Love isn’t black and white on Dehd’s brilliant debut full-length, Water. Like the wet, wild substance itself, love is slippery, messy, unpredictable. It seeps into all aspects of our lives. Without it, we’d die, but lose ourselves in it — even for a second — and we can drown. Anyone who’s been in love knows this; and yet on Water, each feeling is fresh, each note is raw and immediate.
For former couple Jason Balla and Emily Kempf of Dehd, Water was a life raft in desperate times of change. This was obvious when I first saw the band in late 2018, around the time we became labelmates on Fire Talk Records. Watch Dehd live, and you’d never guess that the propulsive rhythms and sweet, scrappy melodies of Water were crafted amidst such personal strife.

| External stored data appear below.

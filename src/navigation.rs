//! 按角色控制的导航
//!
//! - `route`: 路由表与守卫规则
//! - `section`: 路径到导航分区的映射、各角色可见的入口
//! - `NavigationController`: 执行守卫并记录当前分区

use log::{debug, info};
use std::rc::Rc;

use crate::storage::StorageAdapter;
use coursehub_shared::Viewer;

pub mod route;
pub mod section;

#[cfg(test)]
mod tests;

pub use route::{Access, AppRoute, GuardDecision, guard};
pub use section::{NavAction, Section, section_for, visible_actions};

/// 会话存储中记录当前分区的 key
pub const ACTIVE_SECTION_KEY: &str = "active_section";

/// 一次导航的结果
#[derive(Debug, Clone, PartialEq, Eq)]
pub struct Resolved {
    /// 最终渲染的路由
    pub route: AppRoute,
    pub section: Section,
    /// 被守卫重定向时，原本请求的路由
    pub redirected_from: Option<AppRoute>,
}

impl Resolved {
    pub fn was_redirected(&self) -> bool {
        self.redirected_from.is_some()
    }
}

pub struct NavigationController {
    scratch: Rc<dyn StorageAdapter>,
}

impl NavigationController {
    pub fn new(scratch: Rc<dyn StorageAdapter>) -> Self {
        Self { scratch }
    }

    /// **核心方法：导航与守卫**
    ///
    /// 流程：解析 -> 守卫 -> (重定向) -> 计算分区并记录
    pub fn navigate(&self, path: &str, viewer: Viewer) -> Resolved {
        let requested = AppRoute::from_path(path);

        let (route, redirected_from) = match guard(&requested, viewer) {
            GuardDecision::Allow => (requested, None),
            GuardDecision::Redirect(target) => {
                info!("[Router] {:?} denied for {}, redirecting to {}", viewer, requested, target);
                (target, Some(requested))
            }
        };

        // 分区取自请求的原始路径，重定向后取目标路径
        let section = match &redirected_from {
            None => self.resolve(path),
            Some(_) => self.resolve(&route.to_path()),
        };

        Resolved {
            route,
            section,
            redirected_from,
        }
    }

    /// 计算路径对应的分区并写入会话存储
    pub fn resolve(&self, path: &str) -> Section {
        let section = section_for(path);
        self.scratch.set(ACTIVE_SECTION_KEY, section.as_str());
        debug!("active section: {} ({})", section, path);
        section
    }

    /// 上一次记录的分区
    ///
    /// 仅用于首次解析之前的显示，不会覆盖 `section_for` 的结果。
    pub fn last_section(&self) -> Option<Section> {
        self.scratch.get(ACTIVE_SECTION_KEY)?.parse().ok()
    }

    pub fn forget(&self) {
        self.scratch.delete(ACTIVE_SECTION_KEY);
    }
}
//! 后端聚合的只读投影
//!
//! 客户端不拥有这些记录的规范结构，只按需解析用到的字段，其余字段忽略。

use chrono::{DateTime, Utc};
use serde::{Deserialize, Serialize};

use crate::Role;
use crate::serde_helper::{de_id, de_list, de_number, de_opt_datetime, de_opt_id, de_opt_number};

// =========================================================
// 课程 (Course)
// =========================================================

#[derive(Debug, Clone, Copy, PartialEq, Eq, Serialize, Deserialize)]
#[serde(rename_all = "lowercase")]
pub enum CourseStatus {
    Draft,
    Published,
    Archived,
    #[serde(other)]
    Unknown,
}

#[derive(Debug, Clone, PartialEq, Serialize, Deserialize)]
pub struct InstructorSummary {
    #[serde(default, deserialize_with = "de_opt_id")]
    pub id: Option<String>,
    #[serde(default)]
    pub name: String,
}

#[derive(Debug, Clone, PartialEq, Serialize, Deserialize)]
pub struct Course {
    #[serde(deserialize_with = "de_id")]
    pub id: String,
    #[serde(default)]
    pub title: String,
    #[serde(default)]
    pub description: Option<String>,
    /// 后端可能返回数字或数字字符串；缺失或 `null` 时价格未知
    #[serde(default, deserialize_with = "de_opt_number")]
    pub price: Option<f64>,
    #[serde(default)]
    pub category: Option<String>,
    #[serde(default)]
    pub thumbnail_url: Option<String>,
    #[serde(default)]
    pub status: Option<CourseStatus>,
    #[serde(default, deserialize_with = "de_opt_id")]
    pub instructor_id: Option<String>,
    #[serde(default)]
    pub instructor: Option<InstructorSummary>,
    #[serde(default, deserialize_with = "de_number")]
    pub enrollment_count: f64,
    #[serde(default, deserialize_with = "de_opt_datetime")]
    pub created_at: Option<DateTime<Utc>>,
}

impl Course {
    /// 价格恰好为 0 才算免费课程，价格未知的按付费处理
    pub fn is_free(&self) -> bool {
        self.price == Some(0.0)
    }
}

/// 创建课程的表单内容
#[derive(Debug, Clone, Default, PartialEq, Serialize, Deserialize)]
pub struct CourseDraft {
    pub title: String,
    pub description: String,
    pub price: f64,
    pub category: String,
    #[serde(default, skip_serializing_if = "Option::is_none")]
    pub thumbnail_url: Option<String>,
}

/// 课程局部更新，只序列化设置了的字段
#[derive(Debug, Clone, Default, PartialEq, Serialize, Deserialize)]
pub struct CoursePatch {
    #[serde(skip_serializing_if = "Option::is_none")]
    pub title: Option<String>,
    #[serde(skip_serializing_if = "Option::is_none")]
    pub description: Option<String>,
    #[serde(skip_serializing_if = "Option::is_none")]
    pub price: Option<f64>,
    #[serde(skip_serializing_if = "Option::is_none")]
    pub category: Option<String>,
    #[serde(skip_serializing_if = "Option::is_none")]
    pub thumbnail_url: Option<String>,
    #[serde(skip_serializing_if = "Option::is_none")]
    pub status: Option<CourseStatus>,
}

impl CoursePatch {
    pub fn publish() -> Self {
        Self {
            status: Some(CourseStatus::Published),
            ..Default::default()
        }
    }
}

#[derive(Debug, Clone, PartialEq, Serialize, Deserialize)]
pub struct CompletedStudent {
    #[serde(default, deserialize_with = "de_opt_id")]
    pub id: Option<String>,
    #[serde(default)]
    pub name: String,
    #[serde(default)]
    pub email: String,
    #[serde(default, deserialize_with = "de_opt_datetime")]
    pub completed_at: Option<DateTime<Utc>>,
}

// =========================================================
// 课时 (Lesson)
// =========================================================

#[derive(Debug, Clone, PartialEq, Serialize, Deserialize)]
pub struct Lesson {
    #[serde(deserialize_with = "de_id")]
    pub id: String,
    #[serde(default, deserialize_with = "de_opt_id")]
    pub course_id: Option<String>,
    #[serde(default)]
    pub title: String,
    #[serde(default)]
    pub description: Option<String>,
    #[serde(default)]
    pub video_url: Option<String>,
    /// 时长（秒）
    #[serde(default, deserialize_with = "de_number")]
    pub duration: f64,
    #[serde(default)]
    pub is_free: bool,
    #[serde(default)]
    pub order_index: Option<i64>,
}

impl Lesson {
    pub fn duration_minutes(&self) -> u64 {
        (self.duration.max(0.0) / 60.0).floor() as u64
    }
}

#[derive(Debug, Clone, Default, PartialEq, Serialize, Deserialize)]
pub struct LessonDraft {
    pub course_id: String,
    pub title: String,
    #[serde(default, skip_serializing_if = "Option::is_none")]
    pub description: Option<String>,
    #[serde(default, skip_serializing_if = "Option::is_none")]
    pub video_url: Option<String>,
    pub duration: f64,
    pub is_free: bool,
    #[serde(default, skip_serializing_if = "Option::is_none")]
    pub order_index: Option<i64>,
}

// =========================================================
// 选课与进度 (Enrollment & Progress)
// =========================================================

#[derive(Debug, Clone, PartialEq, Serialize, Deserialize)]
pub struct Enrollment {
    #[serde(default, deserialize_with = "de_opt_id")]
    pub id: Option<String>,
    #[serde(default, deserialize_with = "de_opt_id")]
    pub course_id: Option<String>,
    #[serde(default, deserialize_with = "de_opt_id")]
    pub user_id: Option<String>,
    /// 0-100
    #[serde(default, deserialize_with = "de_number")]
    pub progress: f64,
    #[serde(default, deserialize_with = "de_opt_datetime")]
    pub enrolled_at: Option<DateTime<Utc>>,
    #[serde(default, deserialize_with = "de_opt_datetime")]
    pub completed_at: Option<DateTime<Utc>>,
    #[serde(default, alias = "courses")]
    pub course: Option<Course>,
}

/// "我的课程" 列表中的条目：课程本身加上学习进度
#[derive(Debug, Clone, PartialEq, Serialize, Deserialize)]
pub struct EnrolledCourse {
    #[serde(flatten)]
    pub course: Course,
    #[serde(default, deserialize_with = "de_number")]
    pub progress: f64,
    #[serde(default, deserialize_with = "de_number")]
    pub lesson_count: f64,
}

#[derive(Debug, Clone, Default, PartialEq, Serialize, Deserialize)]
pub struct LessonSummary {
    #[serde(default)]
    pub title: Option<String>,
    #[serde(default, deserialize_with = "de_number")]
    pub duration: f64,
}

#[derive(Debug, Clone, PartialEq, Serialize, Deserialize)]
pub struct LessonProgress {
    #[serde(deserialize_with = "de_id")]
    pub lesson_id: String,
    #[serde(default)]
    pub completed: bool,
    #[serde(default, deserialize_with = "de_number")]
    pub watched_duration: f64,
    #[serde(default)]
    pub lessons: Option<LessonSummary>,
}

#[derive(Debug, Clone, Default, PartialEq, Serialize, Deserialize)]
pub struct CourseProgress {
    #[serde(default)]
    pub lessons_completed: u32,
    #[serde(default)]
    pub total_lessons: u32,
    #[serde(default, deserialize_with = "de_number")]
    pub overall_progress: f64,
    #[serde(default, deserialize_with = "de_opt_datetime")]
    pub enrolled_at: Option<DateTime<Utc>>,
    #[serde(default, deserialize_with = "de_opt_datetime")]
    pub completed_at: Option<DateTime<Utc>>,
    #[serde(default, deserialize_with = "de_list")]
    pub lesson_progress: Vec<LessonProgress>,
}

/// `POST /progress/update` 请求体
#[derive(Debug, Clone, PartialEq, Serialize, Deserialize)]
pub struct ProgressUpdate {
    pub lesson_id: String,
    pub course_id: String,
    pub watched_duration: u64,
    pub completed: bool,
}

#[derive(Debug, Clone, Default, PartialEq, Serialize, Deserialize)]
pub struct ProgressStats {
    #[serde(default, deserialize_with = "de_number")]
    pub total_courses: f64,
    #[serde(default, deserialize_with = "de_number")]
    pub completed_courses: f64,
    #[serde(default, deserialize_with = "de_number")]
    pub completion_rate: f64,
    #[serde(default, deserialize_with = "de_number")]
    pub total_quizzes: f64,
    #[serde(default, deserialize_with = "de_number")]
    pub average_score: f64,
    #[serde(default, deserialize_with = "de_number")]
    pub quiz_pass_rate: f64,
    #[serde(default, deserialize_with = "de_list")]
    pub enrollments: Vec<Enrollment>,
}

// =========================================================
// 测验 (Quiz)
// =========================================================

#[derive(Debug, Clone, PartialEq, Serialize, Deserialize)]
pub struct QuizQuestion {
    #[serde(default)]
    pub question: String,
    #[serde(default, deserialize_with = "de_list")]
    pub options: Vec<String>,
    /// 正确选项的下标，只有讲师创建测验时才会携带
    #[serde(default, skip_serializing_if = "Option::is_none")]
    pub correct_answer: Option<usize>,
}

#[derive(Debug, Clone, PartialEq, Serialize, Deserialize)]
pub struct Quiz {
    #[serde(deserialize_with = "de_id")]
    pub id: String,
    #[serde(default, deserialize_with = "de_opt_id")]
    pub course_id: Option<String>,
    #[serde(default)]
    pub title: Option<String>,
    #[serde(default, deserialize_with = "de_list")]
    pub questions: Vec<QuizQuestion>,
    #[serde(default, deserialize_with = "de_number")]
    pub passing_score: f64,
}

#[derive(Debug, Clone, PartialEq, Serialize, Deserialize)]
pub struct QuizDraft {
    pub course_id: String,
    pub title: String,
    pub questions: Vec<QuizQuestion>,
    pub passing_score: f64,
}

/// 答案为所选选项下标的字符串形式，按题目顺序排列
#[derive(Debug, Clone, PartialEq, Serialize, Deserialize)]
pub struct QuizSubmission {
    pub quiz_id: String,
    pub answers: Vec<String>,
}

#[derive(Debug, Clone, Default, PartialEq, Serialize, Deserialize)]
pub struct QuizResult {
    #[serde(default, deserialize_with = "de_number")]
    pub score: f64,
    #[serde(default)]
    pub passed: bool,
    #[serde(default)]
    pub correct_answers: u32,
    #[serde(default)]
    pub total_questions: u32,
}

#[derive(Debug, Clone, PartialEq, Serialize, Deserialize)]
pub struct QuizAttempt {
    #[serde(default, deserialize_with = "de_opt_id")]
    pub id: Option<String>,
    #[serde(default, deserialize_with = "de_opt_id")]
    pub quiz_id: Option<String>,
    #[serde(default, deserialize_with = "de_number")]
    pub score: f64,
    #[serde(default)]
    pub passed: bool,
    #[serde(default, deserialize_with = "de_opt_datetime")]
    pub created_at: Option<DateTime<Utc>>,
}

// =========================================================
// 支付、通知与管理 (Payment / Notification / Admin)
// =========================================================

#[derive(Debug, Clone, PartialEq, Serialize, Deserialize)]
pub struct CheckoutSession {
    pub checkout_url: String,
}

#[derive(Debug, Clone, PartialEq, Serialize, Deserialize)]
pub struct Notification {
    #[serde(deserialize_with = "de_id")]
    pub id: String,
    #[serde(default)]
    pub title: Option<String>,
    #[serde(default)]
    pub message: String,
    #[serde(default)]
    pub read: bool,
    #[serde(default, deserialize_with = "de_opt_datetime")]
    pub created_at: Option<DateTime<Utc>>,
}

#[derive(Debug, Clone, Default, PartialEq, Serialize, Deserialize)]
pub struct AdminStats {
    #[serde(default, deserialize_with = "de_number")]
    pub users: f64,
    #[serde(default, deserialize_with = "de_number")]
    pub courses: f64,
    #[serde(default, deserialize_with = "de_number")]
    pub enrollments: f64,
    #[serde(default, deserialize_with = "de_number")]
    pub revenue: f64,
}

#[derive(Debug, Clone, PartialEq, Serialize, Deserialize)]
pub struct AdminUser {
    #[serde(deserialize_with = "de_id")]
    pub id: String,
    #[serde(default)]
    pub name: String,
    #[serde(default)]
    pub email: String,
    #[serde(default)]
    pub role: Option<Role>,
    #[serde(default, deserialize_with = "de_opt_datetime")]
    pub created_at: Option<DateTime<Utc>>,
}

Then again, maybe I’m projecting. My band, Patio, recently released our own record, Essentials, written around the chaos of my mid-20s. During that time, the romantic relationships I’d been in made me question a lot of what I thought to be true about myself. As I struggled to feel better, writing songs became a therapeutic exercise for my worried, anxious mind. But those evil forces were mostly external; Patio was my comforting escape. Dehd, on the other hand, found a way to stay afloat together.

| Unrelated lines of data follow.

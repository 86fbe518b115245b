//! 管理后台

use coursehub::service::admin::AdminOverview;
use coursehub_shared::{Course, Role};
use leptos::prelude::*;
use leptos::task::spawn_local;

use crate::auth::use_auth;
use crate::components::common::{ErrorAlert, ErrorBanner, Load, Spinner, format_price, report, spawn_load};
use crate::web::router::Link;

#[component]
pub fn AdminPage() -> impl IntoView {
    let auth = use_auth();
    let (overview, set_overview) = signal(Load::<AdminOverview>::Loading);
    spawn_load(set_overview, async move {
        let app = auth.app();
        app.admin_overview().await
    });

    view! {
        <div class="max-w-6xl mx-auto p-4 md:p-8 space-y-6">
            <h1 class="text-3xl font-bold">"Admin Dashboard"</h1>
            {move || match overview.get() {
                Load::Loading => view! { <Spinner /> }.into_any(),
                Load::Failed(message) => view! { <ErrorAlert message=message /> }.into_any(),
                Load::Ready(o) => {
                    let students = o.users_with_role(Role::Student);
                    let instructors = o.users_with_role(Role::Instructor);
                    view! {
                        <div class="stats shadow w-full stats-vertical md:stats-horizontal bg-base-100">
                            <div class="stat">
                                <div class="stat-title">"Users"</div>
                                <div class="stat-value">{format!("{}", o.stats.users)}</div>
                                <div class="stat-desc">{format!("{} students, {} instructors", students, instructors)}</div>
                            </div>
                            <div class="stat">
                                <div class="stat-title">"Courses"</div>
                                <div class="stat-value">{format!("{}", o.stats.courses)}</div>
                            </div>
                            <div class="stat">
                                <div class="stat-title">"Enrollments"</div>
                                <div class="stat-value">{format!("{}", o.stats.enrollments)}</div>
                            </div>
                            <div class="stat">
                                <div class="stat-title">"Revenue"</div>
                                <div class="stat-value">{format!("${:.2}", o.stats.revenue)}</div>
                            </div>
                        </div>
                        <h2 class="text-2xl font-semibold">"Users"</h2>
                        <table class="table bg-base-100">
                            <thead><tr><th>"Name"</th><th>"Email"</th><th>"Role"</th></tr></thead>
                            <tbody>
                                {o.users.into_iter().map(|u| view! {
                                    <tr>
                                        <td>{u.name}</td>
                                        <td>{u.email}</td>
                                        <td>{u.role.map(|r| r.as_str()).unwrap_or("-")}</td>
                                    </tr>
                                }).collect_view()}
                            </tbody>
                        </table>
                        <Link to="/admin/courses" class="btn btn-primary">"Manage Courses"</Link>
                    }
                    .into_any()
                }
            }}
        </div>
    }
}

#[component]
pub fn AdminCoursesPage() -> impl IntoView {
    let auth = use_auth();
    let (courses, set_courses) = signal(Load::<Vec<Course>>::Loading);
    let (error_msg, set_error_msg) = signal(Option::<String>::None);
    spawn_load(set_courses, async move {
        let app = auth.app();
        app.admin_courses().await
    });

    let delete = move |id: String| {
        let Load::Ready(current) = courses.get_untracked() else {
            return;
        };
        spawn_local(async move {
            let app = auth.app();
            if let Some(remaining) = report(app.admin_delete_course(&current, &id).await, set_error_msg) {
                set_courses.set(Load::Ready(remaining));
            }
        });
    };

    view! {
        <div class="max-w-6xl mx-auto p-4 md:p-8 space-y-6">
            <div class="flex justify-between items-center">
                <h1 class="text-3xl font-bold">"Manage Courses"</h1>
                <Link to="/admin/create-course" class="btn btn-primary">"Create Course"</Link>
            </div>
            <ErrorBanner error=error_msg />
            {move || match courses.get() {
                Load::Loading => view! { <Spinner /> }.into_any(),
                Load::Failed(message) => view! { <ErrorAlert message=message /> }.into_any(),
                Load::Ready(list) => view! {
                    <table class="table bg-base-100">
                        <thead><tr><th>"Title"</th><th>"Instructor"</th><th>"Price"</th><th></th></tr></thead>
                        <tbody>
                            {list.into_iter().map(|course| {
                                let id = course.id.clone();
                                view! {
                                    <tr>
                                        <td>
                                            <Link to=format!("/course/{}", course.id) class="link">{course.title.clone()}</Link>
                                        </td>
                                        <td>{course.instructor.map(|i| i.name).unwrap_or_default()}</td>
                                        <td>{format_price(course.price)}</td>
                                        <td>
                                            <button class="btn btn-xs btn-error" on:click=move |_| delete(id.clone())>
                                                "Delete"
                                            </button>
                                        </td>
                                    </tr>
                                }
                            }).collect_view()}
                        </tbody>
                    </table>
                }
                .into_any(),
            }}
        </div>
    }
}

Along with bandmate Eric McGrady, Dehd remain an unshakeable unit, and their chemistry continues to sparkle across Water. In some ways, the album feels like dreamy escapism, but its songs couldn’t be more real or urgent. Quick and concise, its 13 tracks drip with timeless appeal; like the best ‘60s pop, Dehd’s bite-sized love songs are warm and lively, yet thinly veiled with sadness. With its sunny, sing-along chorus, jangly opener “Wild” taps into the same youthful abandon as classics from The Beach Boys, The Troggs, and The Shaggs. There are gloomy pauses, too, like the gluey, mopey bassline of the Velvets-esque “Do You.” “Tell me that you’re only gonna think of me tonight,” Balla pleads with a glimmer of seductive darkness.
Water is littered with similarly heartfelt sentiments, from the optimism of “Lake” (“true love conquers all”) to the innocence and irony of “On My Side,” a wistful, introspective ballad. Proclamations of eternal devotion are paired with relatable moments of insecurity and doubt. “Will it be enough?” is the question posed on “Lucky” over an infectious chorus of “sha la la”s. It’s the question we ask ourselves as we’re just beginning to fall, perhaps already losing sight of what’s underneath us. My absolute favorite is “Sunbeat,” with its sparse, methodical drumming and Kempf’s feral punk chants. “I! Got what! I want!” she barks, while a hypnotic riff helps spin the track into a dizzying frenzy of alternating shouts. Here, and throughout the entirety of Water, Dehd are effortlessly chill, but desperately earnest. Few bands are willing to wear both emotions so openly on their sleeves.
Ultimately, Water is most perfect in its imperfect moments. On its concluding title track, Kempf’s vocals crack, bubble, and shriek. “I need you like I need the water,” she admits. “I just can’t stop loving on another.” The line drips in heartache, but its delivery is ecstatic and triumphant. Even through the stickiest, most complicated ends, Dehd still find the joy in love—and in each other. Naturally, Water is a pure, painful reflection of mutual bliss.